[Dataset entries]
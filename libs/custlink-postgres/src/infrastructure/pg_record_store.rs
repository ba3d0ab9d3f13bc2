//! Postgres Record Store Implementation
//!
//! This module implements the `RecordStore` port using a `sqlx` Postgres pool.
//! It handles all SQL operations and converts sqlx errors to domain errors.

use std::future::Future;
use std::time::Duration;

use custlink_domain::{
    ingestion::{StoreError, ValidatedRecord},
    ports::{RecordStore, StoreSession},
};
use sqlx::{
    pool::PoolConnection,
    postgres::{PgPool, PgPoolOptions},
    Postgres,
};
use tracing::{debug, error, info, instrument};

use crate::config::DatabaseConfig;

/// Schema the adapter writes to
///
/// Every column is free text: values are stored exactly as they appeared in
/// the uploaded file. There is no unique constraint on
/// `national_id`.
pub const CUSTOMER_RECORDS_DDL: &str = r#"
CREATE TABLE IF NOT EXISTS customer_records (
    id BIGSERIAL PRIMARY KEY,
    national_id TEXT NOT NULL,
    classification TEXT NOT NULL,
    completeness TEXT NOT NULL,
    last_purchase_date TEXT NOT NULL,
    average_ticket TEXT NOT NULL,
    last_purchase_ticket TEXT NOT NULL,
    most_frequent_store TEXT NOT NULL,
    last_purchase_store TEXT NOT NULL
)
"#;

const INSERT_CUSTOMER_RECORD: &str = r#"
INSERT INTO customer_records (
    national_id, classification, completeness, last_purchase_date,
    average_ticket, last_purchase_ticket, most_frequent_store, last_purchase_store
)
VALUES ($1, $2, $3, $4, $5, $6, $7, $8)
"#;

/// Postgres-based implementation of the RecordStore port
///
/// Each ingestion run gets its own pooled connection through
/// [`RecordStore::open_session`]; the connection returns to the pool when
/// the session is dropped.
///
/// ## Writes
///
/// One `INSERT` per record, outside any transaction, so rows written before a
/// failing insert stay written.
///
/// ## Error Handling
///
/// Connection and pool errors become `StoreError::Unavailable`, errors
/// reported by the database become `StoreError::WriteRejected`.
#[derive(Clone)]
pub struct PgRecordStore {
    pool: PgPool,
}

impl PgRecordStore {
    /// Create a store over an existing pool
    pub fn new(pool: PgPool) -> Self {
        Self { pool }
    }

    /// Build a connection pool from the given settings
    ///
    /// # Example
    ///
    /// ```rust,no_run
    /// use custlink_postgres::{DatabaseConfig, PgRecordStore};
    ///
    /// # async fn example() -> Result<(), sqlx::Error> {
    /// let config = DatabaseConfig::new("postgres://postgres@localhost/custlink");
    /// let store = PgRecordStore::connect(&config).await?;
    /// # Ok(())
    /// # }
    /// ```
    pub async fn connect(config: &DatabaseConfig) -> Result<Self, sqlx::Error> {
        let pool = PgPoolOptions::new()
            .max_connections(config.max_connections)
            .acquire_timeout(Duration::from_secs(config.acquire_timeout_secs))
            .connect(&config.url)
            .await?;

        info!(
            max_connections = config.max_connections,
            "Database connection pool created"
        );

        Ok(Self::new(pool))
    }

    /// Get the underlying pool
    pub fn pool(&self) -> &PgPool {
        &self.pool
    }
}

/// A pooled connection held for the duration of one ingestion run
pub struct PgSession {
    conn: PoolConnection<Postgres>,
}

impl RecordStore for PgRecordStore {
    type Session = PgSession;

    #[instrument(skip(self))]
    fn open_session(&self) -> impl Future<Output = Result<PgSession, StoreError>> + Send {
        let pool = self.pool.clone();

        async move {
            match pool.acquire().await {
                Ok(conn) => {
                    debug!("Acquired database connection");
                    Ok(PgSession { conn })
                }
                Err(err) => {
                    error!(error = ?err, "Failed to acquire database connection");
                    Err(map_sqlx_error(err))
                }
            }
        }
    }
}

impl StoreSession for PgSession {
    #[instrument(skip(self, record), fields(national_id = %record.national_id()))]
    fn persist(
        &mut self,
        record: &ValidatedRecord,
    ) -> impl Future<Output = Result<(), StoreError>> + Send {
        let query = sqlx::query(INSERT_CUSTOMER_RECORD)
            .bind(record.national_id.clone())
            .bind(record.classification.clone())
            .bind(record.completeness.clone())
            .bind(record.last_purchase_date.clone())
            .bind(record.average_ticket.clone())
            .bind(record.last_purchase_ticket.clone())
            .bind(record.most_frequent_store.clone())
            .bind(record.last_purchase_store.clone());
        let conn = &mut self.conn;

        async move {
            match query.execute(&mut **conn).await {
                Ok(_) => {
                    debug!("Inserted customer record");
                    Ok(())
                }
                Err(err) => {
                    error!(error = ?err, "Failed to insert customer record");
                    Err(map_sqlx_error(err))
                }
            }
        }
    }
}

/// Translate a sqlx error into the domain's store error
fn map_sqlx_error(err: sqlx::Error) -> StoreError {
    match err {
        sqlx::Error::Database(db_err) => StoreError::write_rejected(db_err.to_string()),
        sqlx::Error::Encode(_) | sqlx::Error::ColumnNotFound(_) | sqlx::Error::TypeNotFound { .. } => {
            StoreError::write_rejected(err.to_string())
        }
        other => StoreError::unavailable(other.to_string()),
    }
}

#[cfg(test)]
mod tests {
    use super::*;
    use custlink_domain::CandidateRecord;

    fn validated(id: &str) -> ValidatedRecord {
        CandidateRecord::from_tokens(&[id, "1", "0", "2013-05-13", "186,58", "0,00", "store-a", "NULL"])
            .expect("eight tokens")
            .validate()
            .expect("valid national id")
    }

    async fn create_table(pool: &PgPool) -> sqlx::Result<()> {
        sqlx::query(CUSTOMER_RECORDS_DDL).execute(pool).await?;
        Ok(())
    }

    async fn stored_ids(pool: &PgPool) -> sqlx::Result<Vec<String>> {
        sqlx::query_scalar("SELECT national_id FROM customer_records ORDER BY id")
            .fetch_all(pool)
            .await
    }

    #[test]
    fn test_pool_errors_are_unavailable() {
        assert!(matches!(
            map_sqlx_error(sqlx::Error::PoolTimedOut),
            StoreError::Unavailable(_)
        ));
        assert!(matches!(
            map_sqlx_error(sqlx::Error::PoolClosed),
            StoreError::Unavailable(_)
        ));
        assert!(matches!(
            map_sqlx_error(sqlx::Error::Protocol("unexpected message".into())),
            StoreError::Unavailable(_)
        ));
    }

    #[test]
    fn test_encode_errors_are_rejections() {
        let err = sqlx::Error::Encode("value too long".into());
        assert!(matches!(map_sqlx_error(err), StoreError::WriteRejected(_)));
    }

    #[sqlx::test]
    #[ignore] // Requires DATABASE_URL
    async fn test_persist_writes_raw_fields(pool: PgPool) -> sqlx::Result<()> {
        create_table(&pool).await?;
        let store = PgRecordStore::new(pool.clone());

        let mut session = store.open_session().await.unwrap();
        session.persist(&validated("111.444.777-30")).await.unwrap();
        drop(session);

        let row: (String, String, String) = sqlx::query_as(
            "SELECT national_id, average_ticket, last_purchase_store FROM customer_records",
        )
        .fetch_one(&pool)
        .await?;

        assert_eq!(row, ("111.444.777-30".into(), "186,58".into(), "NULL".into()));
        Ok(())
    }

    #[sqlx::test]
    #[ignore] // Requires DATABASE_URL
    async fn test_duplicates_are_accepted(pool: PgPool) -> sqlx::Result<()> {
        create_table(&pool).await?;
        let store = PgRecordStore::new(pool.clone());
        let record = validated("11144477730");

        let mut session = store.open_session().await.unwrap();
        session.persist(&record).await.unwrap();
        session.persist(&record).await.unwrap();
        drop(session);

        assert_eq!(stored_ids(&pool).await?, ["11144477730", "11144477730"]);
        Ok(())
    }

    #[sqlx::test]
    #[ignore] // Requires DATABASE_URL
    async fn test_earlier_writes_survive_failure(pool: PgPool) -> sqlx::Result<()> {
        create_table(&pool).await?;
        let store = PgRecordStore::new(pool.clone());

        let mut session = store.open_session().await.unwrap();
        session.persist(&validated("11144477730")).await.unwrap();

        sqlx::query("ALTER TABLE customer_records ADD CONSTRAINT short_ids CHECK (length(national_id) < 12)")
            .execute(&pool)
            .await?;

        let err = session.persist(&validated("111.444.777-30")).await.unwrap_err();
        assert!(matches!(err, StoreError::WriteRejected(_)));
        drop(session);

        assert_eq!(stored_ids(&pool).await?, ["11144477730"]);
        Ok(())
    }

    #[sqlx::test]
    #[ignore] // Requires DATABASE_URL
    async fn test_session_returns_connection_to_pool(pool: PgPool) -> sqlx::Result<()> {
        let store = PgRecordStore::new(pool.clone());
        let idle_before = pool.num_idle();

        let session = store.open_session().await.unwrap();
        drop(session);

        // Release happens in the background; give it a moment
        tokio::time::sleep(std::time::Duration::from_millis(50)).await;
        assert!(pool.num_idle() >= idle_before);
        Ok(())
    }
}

What is needed => Find the lines above that contain the word "CandidateRecord" and copy each one.

Task output =>
    use custlink_domain::CandidateRecord;
        CandidateRecord::from_tokens(&[id, "1", "0", "2013-05-13", "186,58", "0,00", "store-a", "NULL"])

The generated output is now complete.